### Feature engineering - Imputers
scikit learn SimplerImputer on the Titanic dataset 

***
#### Environment
`conda activate sklearn-env`

***
#### Goals
- Replace continuous missing values with mean value of all the other elements from corresponsing columns 
- Replace discrete or categorical missing values with most frequent value from the same column. 

***
#### References
https://scikit-learn.org/stable/modules/generated/sklearn.impute.SimpleImputer.html


#### Basic python imports

In [None]:
import matplotlib.pyplot as plt
import numpy as np
import pandas as pd
import random
import seaborn as sns

# Make numpy printouts easier to read.
np.set_printoptions(precision=3, suppress=True)
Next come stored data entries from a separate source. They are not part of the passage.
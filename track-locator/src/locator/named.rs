//! Named-track search: the nearest real yard track to a locomotive.
//!
//! Runs the locator with the standard filter stack. Secondary-yard tracks
//! beyond their budget are not forbidden outright: when nothing else is in
//! range, a second pass without the secondary-yard filter supplies them as
//! a fallback.

use tracing::debug;

use crate::domain::{TrackIndex, WorldPoint};
use crate::network::{RailGraph, StationLookup};

use super::config::NamedTrackSearchConfig;
use super::error::LocateError;
use super::predicate::{
    DeprioritizedYardFilter, NamedTrackFilter, StationProximityFilter, TrackPredicateExt,
    YardClassifier,
};
use super::search::{LocateOutcome, TrackLocator, TrackMatch};

/// Which pass produced a named-track result.
#[derive(Debug, Clone, Copy, PartialEq, Eq)]
pub enum SearchPass {
    /// All filters applied.
    Preferred,

    /// Only a secondary-yard track beyond its budget was in range.
    SecondaryFallback,
}

/// Result of a named-track search.
#[derive(Debug, Clone, Copy, PartialEq)]
pub struct NamedTrackResult {
    /// Outcome of the last pass run.
    pub outcome: LocateOutcome,

    /// Pass that produced the match, if any.
    pub pass: Option<SearchPass>,

    /// Iterations summed over all passes.
    pub total_iterations: usize,
}

impl NamedTrackResult {
    pub fn found(&self) -> Option<&TrackMatch> {
        self.outcome.found.as_ref()
    }
}

/// Finds the nearest named yard track, preferring primary yards.
pub struct NamedTrackSearch<'a, S: ?Sized, C> {
    config: &'a NamedTrackSearchConfig,
    stations: &'a S,
    classifier: C,
}

impl<'a, S, C> NamedTrackSearch<'a, S, C>
where
    S: StationLookup + ?Sized,
    C: YardClassifier,
{
    pub fn new(config: &'a NamedTrackSearchConfig, stations: &'a S, classifier: C) -> Self {
        Self {
            config,
            stations,
            classifier,
        }
    }

    /// Search from `position` on `start`, with the locomotive at
    /// `query_point` in world space.
    pub fn search<G: RailGraph + ?Sized>(
        &self,
        graph: &G,
        start: TrackIndex,
        position: f64,
        query_point: WorldPoint,
    ) -> Result<NamedTrackResult, LocateError> {
        let locator = TrackLocator::new(graph, &self.config.locator);
        let near_station = || {
            StationProximityFilter::new(
                self.stations,
                query_point,
                self.config.station_proximity_ceiling,
            )
        };

        let preferred = NamedTrackFilter
            .and(DeprioritizedYardFilter::new(
                |yard: &str| self.classifier.is_secondary(yard),
                self.config.secondary_yard_distance,
            ))
            .and(near_station());
        let first = locator.locate(start, position, &preferred)?;

        if first.found.is_some() {
            return Ok(NamedTrackResult {
                outcome: first,
                pass: Some(SearchPass::Preferred),
                total_iterations: first.iterations,
            });
        }

        let fallback = NamedTrackFilter.and(near_station());
        let second = locator.locate(start, position, &fallback)?;
        let total_iterations = first.iterations + second.iterations;

        if second.found.is_some() {
            debug!(
                distance = ?second.found.map(|m| m.distance),
                "Using secondary-yard track since no other track is close enough"
            );
        }

        Ok(NamedTrackResult {
            outcome: second,
            pass: second.found.map(|_| SearchPass::SecondaryFallback),
            total_iterations,
        })
    }
}
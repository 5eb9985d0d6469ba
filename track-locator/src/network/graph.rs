//! Track connectivity graph.

use std::collections::HashMap;

use crate::domain::{DomainError, Track, TrackEnd, TrackId, TrackIndex, TrackSide};

/// Read access to the track network's topology.
///
/// Implementations must be pure: the same query always yields the same
/// answer for the lifetime of the borrow.
pub trait RailGraph {
    /// Look up a track by index.
    fn track(&self, index: TrackIndex) -> Option<&Track>;

    /// Number of tracks in the graph.
    fn track_count(&self) -> usize;

    /// Sides reachable by crossing the branch(es) at `side`'s end, in
    /// connection order.
    ///
    /// Returns an empty slice for a dead end or an unknown track.
    fn connected_sides(&self, side: TrackSide) -> &[TrackSide];
}

/// In-memory rail network.
///
/// Built once via [`RailNetworkBuilder`] and immutable afterwards.
#[derive(Debug, Clone, Default)]
pub struct RailNetwork {
    tracks: Vec<Track>,

    /// Branches leaving each track's start and end, indexed like `tracks`.
    branches: Vec<[Vec<TrackSide>; 2]>,

    /// Full id → index, for resolving ids from files and queries.
    by_id: HashMap<String, TrackIndex>,
}

impl RailNetwork {
    /// Resolve a full track id (e.g. `HB-B7S`) to its index.
    pub fn find(&self, full_id: &str) -> Option<TrackIndex> {
        self.by_id.get(full_id).copied()
    }

    pub fn len(&self) -> usize {
        self.tracks.len()
    }

    pub fn is_empty(&self) -> bool {
        self.tracks.is_empty()
    }
}

fn end_slot(end: TrackEnd) -> usize {
    match end {
        TrackEnd::Start => 0,
        TrackEnd::End => 1,
    }
}

impl RailGraph for RailNetwork {
    fn track(&self, index: TrackIndex) -> Option<&Track> {
        self.tracks.get(index.0)
    }

    fn track_count(&self) -> usize {
        self.tracks.len()
    }

    fn connected_sides(&self, side: TrackSide) -> &[TrackSide] {
        self.branches
            .get(side.track.0)
            .map(|ends| ends[end_slot(side.end)].as_slice())
            .unwrap_or(&[])
    }
}

/// Builder for [`RailNetwork`].
///
/// Tracks are validated as they are added; connections are validated by
/// [`build`](Self::build) so they can be declared in any order.
#[derive(Debug, Default)]
pub struct RailNetworkBuilder {
    inner: RailNetwork,
    links: Vec<(TrackSide, TrackSide)>,
}

impl RailNetworkBuilder {
    pub fn new() -> Self {
        Self::default()
    }

    /// Add a track and return its index.
    ///
    /// A track added under an already-used full id shadows the earlier one
    /// in [`RailNetwork::find`]; callers that need unique ids check first.
    pub fn add_track(&mut self, id: TrackId, length: f64) -> Result<TrackIndex, DomainError> {
        let track = Track::new(id, length)?;
        let index = TrackIndex(self.inner.tracks.len());
        self.inner.by_id.insert(track.id.to_string(), index);
        self.inner.tracks.push(track);
        self.inner.branches.push([Vec::new(), Vec::new()]);
        Ok(index)
    }

    /// Whether a track with this full id has been added.
    pub fn contains(&self, full_id: &str) -> bool {
        self.inner.by_id.contains_key(full_id)
    }

    /// Index of a previously added track.
    pub fn find(&self, full_id: &str) -> Option<TrackIndex> {
        self.inner.find(full_id)
    }

    /// Connect two track ends in both directions, as a physical junction is.
    pub fn connect(&mut self, a: TrackSide, b: TrackSide) -> &mut Self {
        self.links.push((a, b));
        self.links.push((b, a));
        self
    }

    /// Add a branch that can only be crossed from `from` to `to`.
    pub fn connect_one_way(&mut self, from: TrackSide, to: TrackSide) -> &mut Self {
        self.links.push((from, to));
        self
    }

    /// Validate connections and produce the network.
    ///
    /// Repeated connections between the same pair of sides are kept once,
    /// at the position of their first declaration.
    pub fn build(mut self) -> Result<RailNetwork, DomainError> {
        let count = self.inner.tracks.len();

        for (from, to) in self.links {
            for side in [from, to] {
                if side.track.0 >= count {
                    return Err(DomainError::UnknownTrackIndex(side.track));
                }
            }

            let targets = &mut self.inner.branches[from.track.0][end_slot(from.end)];
            if !targets.contains(&to) {
                targets.push(to);
            }
        }

        Ok(self.inner)
    }
}

#[cfg(test)]
mod tests {
    use super::*;

    fn id(s: &str) -> TrackId {
        TrackId::parse(s).unwrap()
    }

    #[test]
    fn empty_network() {
        let network = RailNetworkBuilder::new().build().unwrap();
        assert!(network.is_empty());
        assert_eq!(network.track_count(), 0);
        assert!(network.track(TrackIndex(0)).is_none());
        assert!(
            network
                .connected_sides(TrackSide::start(TrackIndex(0)))
                .is_empty()
        );
    }

    #[test]
    fn add_and_find_tracks() {
        let mut builder = RailNetworkBuilder::new();
        let a = builder.add_track(id("HB-A1"), 100.0).unwrap();
        let b = builder.add_track(id("HB-A2"), 50.0).unwrap();
        assert!(builder.contains("HB-A1"));
        let network = builder.build().unwrap();

        assert_eq!(network.len(), 2);
        assert_eq!(network.find("HB-A1"), Some(a));
        assert_eq!(network.find("HB-A2"), Some(b));
        assert_eq!(network.find("HB-A3"), None);
        assert_eq!(network.track(b).unwrap().length, 50.0);
    }

    #[test]
    fn add_track_rejects_bad_length() {
        let mut builder = RailNetworkBuilder::new();
        assert!(builder.add_track(id("HB-A1"), 0.0).is_err());
        assert!(!builder.contains("HB-A1"));
    }

    #[test]
    fn connect_is_symmetric() {
        let mut builder = RailNetworkBuilder::new();
        let a = builder.add_track(id("HB-A1"), 100.0).unwrap();
        let b = builder.add_track(id("HB-A2"), 50.0).unwrap();
        builder.connect(TrackSide::end(a), TrackSide::start(b));
        let network = builder.build().unwrap();

        assert_eq!(
            network.connected_sides(TrackSide::end(a)),
            &[TrackSide::start(b)]
        );
        assert_eq!(
            network.connected_sides(TrackSide::start(b)),
            &[TrackSide::end(a)]
        );
        assert!(network.connected_sides(TrackSide::start(a)).is_empty());
        assert!(network.connected_sides(TrackSide::end(b)).is_empty());
    }

    #[test]
    fn connect_one_way_is_directed() {
        let mut builder = RailNetworkBuilder::new();
        let a = builder.add_track(id("HB-A1"), 100.0).unwrap();
        let b = builder.add_track(id("HB-A2"), 50.0).unwrap();
        builder.connect_one_way(TrackSide::end(a), TrackSide::start(b));
        let network = builder.build().unwrap();

        assert_eq!(network.connected_sides(TrackSide::end(a)).len(), 1);
        assert!(network.connected_sides(TrackSide::start(b)).is_empty());
    }

    #[test]
    fn switch_fan_out_keeps_order_and_dedups() {
        let mut builder = RailNetworkBuilder::new();
        let a = builder.add_track(id("#Y-#S-1-#T"), 10.0).unwrap();
        let b = builder.add_track(id("HB-B1"), 10.0).unwrap();
        let c = builder.add_track(id("HB-B2"), 10.0).unwrap();
        builder
            .connect_one_way(TrackSide::end(a), TrackSide::start(b))
            .connect_one_way(TrackSide::end(a), TrackSide::start(c))
            .connect_one_way(TrackSide::end(a), TrackSide::start(b));
        let network = builder.build().unwrap();

        assert_eq!(
            network.connected_sides(TrackSide::end(a)),
            &[TrackSide::start(b), TrackSide::start(c)]
        );
    }

    #[test]
    fn build_rejects_unknown_index() {
        let mut builder = RailNetworkBuilder::new();
        let a = builder.add_track(id("HB-A1"), 100.0).unwrap();
        builder.connect(TrackSide::end(a), TrackSide::start(TrackIndex(9)));

        assert_eq!(
            builder.build().unwrap_err(),
            DomainError::UnknownTrackIndex(TrackIndex(9))
        );
    }
}
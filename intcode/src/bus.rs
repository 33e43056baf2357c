//! # Intcode I/O bus
//! Intcode interacts with the outside world through two instructions: `IN` consumes
//! a value, `OUT` emits one. What sits on the other end is implementation defined
//! in the form of a trait that satisfies:
//! - handing out the next input value, or telling the machine none is available yet
//!   (the machine then suspends) or ever (the machine faults)
//! - accepting output values, without ever blocking

/// What a bus has to offer when the machine asks for input.
#[derive(Clone, Copy, Debug, PartialEq, Eq)]
pub enum Input {
    /// The next value, consumed.
    Value(i64),
    /// Nothing yet. The machine suspends and retries the same instruction later.
    Pending,
    /// Nothing ever again.
    Closed,
}
impl From<Option<i64>> for Input {
    /// `None` is treated as temporary emptiness.
    fn from(value: Option<i64>) -> Self {
        value.map_or(Self::Pending, Self::Value)
    }
}

pub trait IntcodeBus {
    fn read(&mut self) -> Input;
    fn write(&mut self, value: i64);
}

impl<B: IntcodeBus + ?Sized> IntcodeBus for &mut B {
    fn read(&mut self) -> Input {
        (**self).read()
    }
    fn write(&mut self, value: i64) {
        (**self).write(value)
    }
}

/// A bus with no input at all whose output is discarded.
///
/// Handy for programs that only compute in memory, such as the early `ADD`/`MUL` only ones.
impl IntcodeBus for () {
    fn read(&mut self) -> Input {
        Input::Closed
    }
    fn write(&mut self, _value: i64) {}
}
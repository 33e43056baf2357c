//! # Intcode: one machine for every puzzle
//! An implementation of the Intcode virtual machine: a von Neumann machine working on
//! a single mutable memory of signed integers, with three addressing modes, a relative
//! base register, and I/O that can suspend execution until input shows up.
//!
//! The crate is layered:
//! - [`machine`] executes instructions against [`memory`], talking to the outside world
//!   through an [`IntcodeBus`] only. It never blocks: a missing input suspends it.
//! - [`computer`] bundles a machine with an input [`Channel`] and an [`OutputSink`],
//!   which is enough to chain machines, replay scripted inputs or serve interactive ones.
//! - [`network`] schedules several computers cooperatively, e.g. amplifier feedback loops.

pub mod bus;
pub mod channel;
pub mod computer;
pub mod instruction;
pub mod machine;
pub mod memory;
pub mod network;
pub mod program;

pub use bus::{Input, IntcodeBus};
pub use channel::{Channel, OutputSink};
pub use computer::{AsciiOutput, IntcodeComputer, Snapshot};
pub use machine::{IntcodeFault, IntcodeMachine, Status, Step};
pub use memory::{IntcodeMemory, Memory};
pub use network::{Network, NetworkError, NodeId};
pub use program::{parse_program, ProgramParseError};

#[cfg(test)]
mod test;
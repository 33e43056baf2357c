//! # Intcode memory trait
//! Needs to be implemented by any object that can be treated as Intcode memory i.e.
//! take non-negative integers as addresses and hold signed 64bit integers.
//!
//! Intcode memory is conceptually unbounded: reading an address that was never
//! written yields `0`, and writing any address succeeds, extending storage as needed.
//!
//! It is implemented for [`Vec<i64>`] (dense, zero-filled on growth), for
//! [`BTreeMap<usize, i64>`] (fully sparse), and for [`Memory`], the default used by
//! [`IntcodeMachine`](crate::machine::IntcodeMachine), which stays dense around the
//! program and falls back to a sparse map for far away addresses.

use std::collections::BTreeMap;

pub trait IntcodeMemory {
    /// Loads a program verbatim into low memory.
    fn from_program(program: &[i64]) -> Self
    where
        Self: Sized;

    /// Reads the content of memory at the given address, `0` if it was never written.
    fn get(&self, address: usize) -> i64;
    /// Sets the content of memory at the given address.
    fn set(&mut self, address: usize, value: i64);
    /// One past the highest populated address.
    fn extent(&self) -> usize;

    /// Returns the dense image of memory from address `0` up to [`extent`](Self::extent).
    ///
    /// The image allocates one cell per address below the extent, populated or not. A
    /// single far write (scratch space at `10^12` is legal) makes it unaffordable, such
    /// memories should be inspected cell by cell with [`get`](Self::get) instead.
    fn image(&self) -> Vec<i64> {
        (0..self.extent()).map(|address| self.get(address)).collect()
    }
}

impl IntcodeMemory for Vec<i64> {
    fn from_program(program: &[i64]) -> Self {
        program.to_vec()
    }

    fn get(&self, address: usize) -> i64 {
        self.as_slice().get(address).copied().unwrap_or(0)
    }
    fn set(&mut self, address: usize, value: i64) {
        if address >= self.len() {
            self.resize(address + 1, 0);
        }
        self[address] = value
    }
    fn extent(&self) -> usize {
        self.len()
    }
}

impl IntcodeMemory for BTreeMap<usize, i64> {
    fn from_program(program: &[i64]) -> Self {
        program.iter().copied().enumerate().collect()
    }

    fn get(&self, address: usize) -> i64 {
        BTreeMap::get(self, &address).copied().unwrap_or(0)
    }
    fn set(&mut self, address: usize, value: i64) {
        self.insert(address, value);
    }
    fn extent(&self) -> usize {
        self.last_key_value().map_or(0, |(&address, _)| address + 1)
    }
}

/// How far past its current end the dense region of a [`Memory`] may grow in one write.
pub const DENSE_GROWTH: usize = 0x10000;

/// Default Intcode memory.
///
/// Programs mostly touch addresses close to their own code, with the odd write
/// way out of bounds (scratch space at huge addresses is legal Intcode). Writes
/// that land within [`DENSE_GROWTH`] cells of the dense region extend it, anything
/// further goes to a sparse map.
#[derive(Clone, Debug, Default, PartialEq, Eq)]
pub struct Memory {
    dense: Vec<i64>,
    sparse: BTreeMap<usize, i64>,
}
impl Memory {
    pub fn new() -> Self {
        Self::default()
    }
}
impl IntcodeMemory for Memory {
    fn from_program(program: &[i64]) -> Self {
        Self {
            dense: program.to_vec(),
            sparse: BTreeMap::new(),
        }
    }

    fn get(&self, address: usize) -> i64 {
        match self.dense.as_slice().get(address) {
            Some(&value) => value,
            None => self.sparse.get(&address).copied().unwrap_or(0),
        }
    }
    fn set(&mut self, address: usize, value: i64) {
        if address < self.dense.len() {
            self.dense[address] = value;
        } else if address - self.dense.len() < DENSE_GROWTH {
            let start = self.dense.len();
            self.dense.resize(address + 1, 0);
            // Sparse cells swallowed by the dense region move over.
            let moved: Vec<usize> = self
                .sparse
                .range(start..=address)
                .map(|(&a, _)| a)
                .collect();
            for moved_address in moved {
                if let Some(moved_value) = self.sparse.remove(&moved_address) {
                    self.dense[moved_address] = moved_value;
                }
            }
            self.dense[address] = value;
        } else {
            self.sparse.insert(address, value);
        }
    }
    fn extent(&self) -> usize {
        self.sparse
            .last_key_value()
            .map_or(self.dense.len(), |(&address, _)| address + 1)
            .max(self.dense.len())
    }
}

impl From<&[i64]> for Memory {
    fn from(program: &[i64]) -> Self {
        Self::from_program(program)
    }
}
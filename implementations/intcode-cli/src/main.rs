use std::{
    fs,
    io::{self, stdin, stdout, BufRead, Write},
    path::PathBuf,
    process::ExitCode,
    thread,
};

use clap::{ArgAction, Parser};
use intcode::{parse_program, Channel, IntcodeComputer, Network, OutputSink};
use log::LevelFilter;

#[derive(Parser, Debug)]
#[command(version, about = "Runs Intcode programs", long_about = None)]
struct Arguments {
    /// File holding the program, as comma separated integers.
    program_file: PathBuf,

    /// Values queued as input before the program starts.
    #[arg(short, long, value_delimiter = ',', allow_hyphen_values = true)]
    input: Vec<i64>,

    /// Read more input from stdin whenever the program waits for it.
    #[arg(long)]
    interactive: bool,

    /// Exchange ASCII text with the program instead of integers.
    #[arg(long)]
    ascii: bool,

    /// Patch memory before running, e.g. `--patch 1=12 --patch 2=2`.
    #[arg(long = "patch", value_parser = parse_patch)]
    patches: Vec<(usize, i64)>,

    /// Run one amplifier per phase setting instead of a single machine.
    #[arg(
        long,
        value_delimiter = ',',
        conflicts_with_all = ["interactive", "ascii"]
    )]
    amplify: Option<Vec<i64>>,

    /// Wire the amplifiers in a feedback loop.
    #[arg(long, requires = "amplify")]
    feedback: bool,

    /// Signal sent to the first amplifier.
    #[arg(
        long,
        default_value_t = 0,
        requires = "amplify",
        allow_negative_numbers = true
    )]
    signal: i64,

    /// Log every executed instruction.
    #[arg(long)]
    trace: bool,

    /// Log more, can be repeated.
    #[arg(short, long, action = ArgAction::Count)]
    verbose: u8,
}

fn parse_patch(patch: &str) -> Result<(usize, i64), String> {
    let (address, value) = patch
        .split_once('=')
        .ok_or_else(|| format!("expected ADDRESS=VALUE, got {patch:?}"))?;
    let address = address
        .trim()
        .parse()
        .map_err(|e| format!("invalid address {address:?}: {e}"))?;
    let value = value
        .trim()
        .parse()
        .map_err(|e| format!("invalid value {value:?}: {e}"))?;
    Ok((address, value))
}

/// Writes an output value as a character, or as an integer on its own line.
fn write_value(output: &mut impl Write, value: i64, ascii: bool) -> io::Result<()> {
    match u8::try_from(value) {
        Ok(byte) if ascii && byte.is_ascii() => write!(output, "{}", byte as char)?,
        _ => writeln!(output, "{value}")?,
    }
    output.flush()
}

/// Prints outputs as they come. The program keeps running if stdout goes away,
/// which only gets reported once.
fn terminal_sink(ascii: bool) -> OutputSink {
    let mut reported = false;
    OutputSink::interactive(move |value| {
        if let Err(e) = write_value(&mut stdout().lock(), value, ascii) {
            if !reported {
                log::warn!("could not write output {value} to stdout: {e}");
                reported = true;
            }
        }
    })
}

/// Listens to stdin on another thread, queueing what is read on `channel`.
/// The channel gets closed when stdin is.
fn listen_to_stdin(channel: Channel, ascii: bool) {
    thread::spawn(move || {
        for line in stdin().lock().lines() {
            let line = match line {
                Ok(line) => line,
                Err(e) => {
                    log::error!("could not read stdin: {e}");
                    break;
                }
            };
            if ascii {
                channel.extend_from_text(&line);
                continue;
            }
            for token in line.split(|c: char| c == ',' || c.is_whitespace()) {
                if token.is_empty() {
                    continue;
                }
                match token.parse() {
                    Ok(value) => channel.push(value),
                    Err(e) => log::warn!("ignoring {token:?}: {e}"),
                }
            }
        }
        channel.close()
    });
}

/// Text input for ASCII programs, one line at a time.
trait AsciiChannel {
    fn extend_from_text(&self, line: &str);
}
impl AsciiChannel for Channel {
    fn extend_from_text(&self, line: &str) {
        for byte in line.bytes().chain([b'\n']) {
            self.push(i64::from(byte))
        }
    }
}

fn main() -> ExitCode {
    let args = Arguments::parse();

    let level = match (args.trace, args.verbose) {
        (true, _) => LevelFilter::Trace,
        (false, 0) => LevelFilter::Warn,
        (false, 1) => LevelFilter::Info,
        (false, 2) => LevelFilter::Debug,
        (false, _) => LevelFilter::Trace,
    };
    env_logger::Builder::new()
        .filter_level(level)
        .parse_default_env()
        .init();

    // Read/parse program
    let program = match fs::read_to_string(&args.program_file)
        .map_err(|e| e.to_string())
        .and_then(|text| parse_program(&text).map_err(|e| e.to_string()))
    {
        Ok(program) => program,
        Err(e) => {
            log::error!("could not load {}: {e}", args.program_file.display());
            return ExitCode::FAILURE;
        }
    };
    log::info!("loaded {} values", program.len());

    if let Some(phases) = &args.amplify {
        return match Network::amplify(&program, phases, args.signal, args.feedback) {
            Ok(signal) => {
                println!("{signal}");
                ExitCode::SUCCESS
            }
            Err(e) => {
                log::error!("{e}");
                ExitCode::FAILURE
            }
        };
    }

    // Create our computer
    let mut computer = IntcodeComputer::new(&program);
    for &(address, value) in &args.patches {
        computer.poke_memory(address, value)
    }
    computer.set_output_sink(terminal_sink(args.ascii));
    computer.provide_inputs(args.input.iter().copied());
    if args.interactive {
        listen_to_stdin(computer.input_channel(), args.ascii)
    } else {
        computer.close_input()
    }

    match computer.run_blocking() {
        Ok(()) => {
            log::info!(
                "halted after {} cycles, address 0 holds {}",
                computer.cycles(),
                computer.peek_memory(0)
            );
            ExitCode::SUCCESS
        }
        Err(e) => {
            log::error!(
                "{e} (instruction pointer {}, relative base {})",
                computer.peek_instruction_pointer(),
                computer.peek_relative_base()
            );
            ExitCode::FAILURE
        }
    }
}

#[cfg(test)]
mod test {
    use super::*;

    fn try_parse(args: &[&str]) -> Result<Arguments, clap::Error> {
        let args = ["intcode-cli"].iter().chain(args).copied();
        Arguments::try_parse_from(args)
    }
    fn parse(args: &[&str]) -> Arguments {
        try_parse(args).unwrap()
    }

    #[test]
    fn test_parse_patch() {
        assert_eq!(parse_patch("1=12"), Ok((1, 12)));
        assert_eq!(parse_patch(" 2 = -3 "), Ok((2, -3)));
        assert!(parse_patch("12").is_err());
        assert!(parse_patch("-1=2").is_err());
    }

    #[test]
    fn test_arguments() {
        let args = parse(&["day7.txt", "--amplify", "9,8,7,6,5", "--feedback"]);
        assert_eq!(args.amplify, Some(vec![9, 8, 7, 6, 5]));
        assert!(args.feedback);

        let args = parse(&["day5.txt", "--input=-5,1", "-vv"]);
        assert_eq!(args.input, vec![-5, 1]);
        assert_eq!(args.verbose, 2);

        assert!(try_parse(&["day9.txt", "--feedback"]).is_err());
        assert!(try_parse(&["day9.txt", "--amplify", "0,1", "--ascii"]).is_err());
    }

    /// Fails every write, like a closed pipe.
    struct ClosedPipe;
    impl Write for ClosedPipe {
        fn write(&mut self, _buf: &[u8]) -> io::Result<usize> {
            Err(io::ErrorKind::BrokenPipe.into())
        }
        fn flush(&mut self) -> io::Result<()> {
            Ok(())
        }
    }

    #[test]
    fn test_write_values() {
        let mut output = Vec::<u8>::new();
        for value in [72, 105, 10, 1_000_000] {
            write_value(&mut output, value, true).unwrap();
        }
        write_value(&mut output, 72, false).unwrap();
        assert_eq!(String::from_utf8(output).unwrap(), "Hi\n1000000\n72\n");

        let error = write_value(&mut ClosedPipe, 42, false).unwrap_err();
        assert_eq!(error.kind(), io::ErrorKind::BrokenPipe);
    }

    #[test]
    fn test_ascii_lines() {
        let channel = Channel::new();
        channel.extend_from_text("A,B");
        assert_eq!(channel.drain(), vec![65, 44, 66, 10]);
    }
}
#### Dataset load using sklearn API from https://www.openml.org site

https://www.openml.org/d/40945

In [None]:
from sklearn.datasets import fetch_openml

# Load data from https://www.openml.org/d/40945
raw_dataset = fetch_openml("titanic", version=1, as_frame=True).frame
dataset = raw_dataset.copy()
dataset.head(10)

In [None]:
dataset.drop(['boat', 'body', 'home.dest'],  axis=1, inplace=True)
dataset

### Verify missing data in dataset

Notice:
- missing values in `age` , `fare`, `cabin` and `embarked` fields.
- `age` and `fare` fields - continuous
- `cabin` and `embarked` fields - categorical

In [None]:
dataset.isna().sum()

In [None]:
sns.set(rc={'figure.figsize':(15,15)})
sns.heatmap(dataset.isnull(), cbar = False).set_title("Missing values heatmap")

In [None]:
from sklearn.impute import SimpleImputer

imputerAge = SimpleImputer(strategy='median').fit(dataset[['age', 'fare']])

In [None]:
dataset[['age', 'fare']] = imputerAge.transform(dataset[['age', 'fare']])

In [None]:
dataset.isna().sum()

In [None]:
sns.set(rc={'figure.figsize':(15,15)})
sns.heatmap(dataset.isnull(), cbar = False).set_title("Missing values heatmap")

In [None]:
from sklearn.impute import SimpleImputer

imputer_embarked = SimpleImputer(missing_values=np.NaN, 
                                 strategy='most_frequent').fit(dataset[['embarked']])

In [None]:
dataset[['embarked']] = imputer_embarked.transform(dataset[['embarked']])

In [None]:
from sklearn.impute import SimpleImputer

dataset[['cabin']] = SimpleImputer(missing_values=None, 
                                   strategy='constant', 
                                   fill_value='unknown_cabin').fit_transform(dataset[['cabin']])

In [None]:
dataset.isna().sum()

Notice replaced values in dataset

In [None]:
dataset.sample(20)